Intra-tumor DP T cells allow the maturation of functional DCs able to prime antitumor CD8⁺ T-cell responses

We then evaluated the ability of DP T cells to induce DC activation and efficient cross-priming of antitumor CD8⁺ T cells. Immature DCs differentiated from healthy blood monocytes (Mo-DCs) were co-cultured with activated DP, SP CD4⁺ or SP CD8⁺ T cells for 36 h before analyzing the expression of maturation markers by flow cytometry. Activated DP T cells strongly induced DC maturation from immature Mo-DCs as illustrated by an increased expression of CD83, CD80, CD86 and HLA-DR compared to immature Mo-DCs alone, whereas SP CD8⁺ CD40L⁻ T cells were poorly effective (Fig. 4A and B). For all DP T-cell populations tested, CD80, CD86 and HLA-DR expression levels were comparable to those of activated SP CD4⁺ T cells. CD83 expression was controversial between the three DP T-cell populations tested with two of them failing in inducing its expression, suggesting that DP T cells induced a less matured DC phenotype than SP CD4⁺ T cells.

Figure 4.

Intra-melanoma DP T cells induce DC maturation in a contact-dependent manner. iDCs were co-cultured for 36 h with intra-melanoma SP CD4⁺, DP and SP CD8⁺ CD40L⁻ T-cell subpopulations pre-stimulated for 6 h with OKT3 at ratio of 1:2, and the expression of maturation markers (CD80, CD83, CD86 and HLA-DR) was determined by flow cytometry. (A) Representative flow cytometry analysis of cell surface expression of different maturation markers. DCs were stained with either the isotype control mAb (filled histrogram) or with the indicated maturation marker mAb (open histograms). Results are expressed as the relative fluorescence intensity (RFI). (B) RFI of CD83, CD80, CD86 and HLA-DR expression on DCs after maturation with either SP CD4⁺ (black diamonds), DP (white circles) and SP CD8⁺ CD40L⁻ (black triangles) T-cell subpopulations derived from TIL of M125, M265 and M305 melanoma patients (n = 3 independent experiments with three different DC donors). Results are expressed as mean ± SEM. (C) Representative flow cytometry analysis of DCs maturation profile after co-culture of intra-melanoma DP T cells with iDCs respectively seeded in the upper chamber and in the lower chamber of a Transwell plate at a 1:2 ratio for 36 h. DCs were stained with either the isotype control (filled histograms) or with CD80, CD83, HLA-DR or CD86 mAbs (open histograms). Data are expressed as the RFI. Control experiments included the standard co-culture of Mo-DCs with or without DP T cells.

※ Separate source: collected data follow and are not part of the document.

// SPDX-License-Identifier: MPL-2.0
//! Event subscriptions for the application.
//!
//! Two subscriptions exist: a periodic tick, fast while a clip is on
//! screen and slow while only timed feedback is pending, and a global
//! pointer listener that only runs during a pan or pinch on the clip.

use super::Message;
use crate::ui::quiz;
use crate::ui::state::PointerId;
use iced::{event, mouse, time, touch, window, Event, Subscription};
use std::time::Duration;

/// Poll interval while a clip is loaded.
pub const PLAYBACK_TICK: Duration = Duration::from_millis(16);

/// Interval for toasts and the citation confirmation.
pub const FEEDBACK_TICK: Duration = Duration::from_millis(100);

pub fn create_tick_subscription(clip_active: bool, feedback_pending: bool) -> Subscription<Message> {
    if clip_active {
        time::every(PLAYBACK_TICK).map(Message::Tick)
    } else if feedback_pending {
        time::every(FEEDBACK_TICK).map(Message::Tick)
    } else {
        Subscription::none()
    }
}

/// Routes pointer moves and releases to the quiz while a gesture runs.
///
/// Events are taken whatever their capture status: the drag started on the
/// clip and must follow the pointer over other widgets.
pub fn create_gesture_subscription(gesture_active: bool) -> Subscription<Message> {
    if gesture_active {
        event::listen_with(|event, _status, _window| gesture_message(&event))
    } else {
        Subscription::none()
    }
}

fn gesture_message(event: &Event) -> Option<Message> {
    let message = match event {
        Event::Mouse(mouse::Event::CursorMoved { position }) => {
            quiz::Message::PointerMoved(PointerId::Mouse, *position)
        }
        Event::Mouse(mouse::Event::ButtonReleased(mouse::Button::Left)) => {
            quiz::Message::PointerReleased(PointerId::Mouse)
        }
        Event::Touch(touch::Event::FingerMoved { id, position }) => {
            quiz::Message::PointerMoved(PointerId::Finger(id.0), *position)
        }
        Event::Touch(
            touch::Event::FingerLifted { id, .. } | touch::Event::FingerLost { id, .. },
        ) => quiz::Message::PointerReleased(PointerId::Finger(id.0)),
        Event::Window(window::Event::Unfocused) | Event::Mouse(mouse::Event::CursorLeft) => {
            quiz::Message::GestureCancelled
        }
        _ => return None,
    };
    Some(Message::Quiz(message))
}

#[cfg(test)]
mod tests {
    use super::*;
    use iced::Point;

    #[test]
    fn cursor_moves_become_pointer_moves() {
        let event = Event::Mouse(mouse::Event::CursorMoved {
            position: Point::new(3.0, 4.0),
        });
        assert!(matches!(
            gesture_message(&event),
            Some(Message::Quiz(quiz::Message::PointerMoved(PointerId::Mouse, p))) if p == Point::new(3.0, 4.0)
        ));
    }

    #[test]
    fn finger_lift_releases_that_finger() {
        let event = Event::Touch(touch::Event::FingerLifted {
            id: touch::Finger(7),
            position: Point::ORIGIN,
        });
        assert!(matches!(
            gesture_message(&event),
            Some(Message::Quiz(quiz::Message::PointerReleased(PointerId::Finger(7))))
        ));
    }

    #[test]
    fn focus_loss_cancels_gesture() {
        let event = Event::Window(window::Event::Unfocused);
        assert!(matches!(
            gesture_message(&event),
            Some(Message::Quiz(quiz::Message::GestureCancelled))
        ));
    }

    #[test]
    fn unrelated_events_are_ignored() {
        let event = Event::Mouse(mouse::Event::ButtonPressed(mouse::Button::Right));
        assert!(gesture_message(&event).is_none());
    }
}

We next asked whether direct contact between DP T cells and immature DCs was required to induce DC maturation. Using Transwell plates, we did not observe any phenotypic maturation of the DCs as assessed by the lack of CD83 expression and the low increase of CD80, CD86 and HLA-DR expressions, when immature DCs and activated DP T cells were cultured in separate chambers (Fig. 4C). These data demonstrated that the maturation of DC induced by DP T-cells was dependent on cell–cell contacts, in support of the role of CD40/CD40L interaction.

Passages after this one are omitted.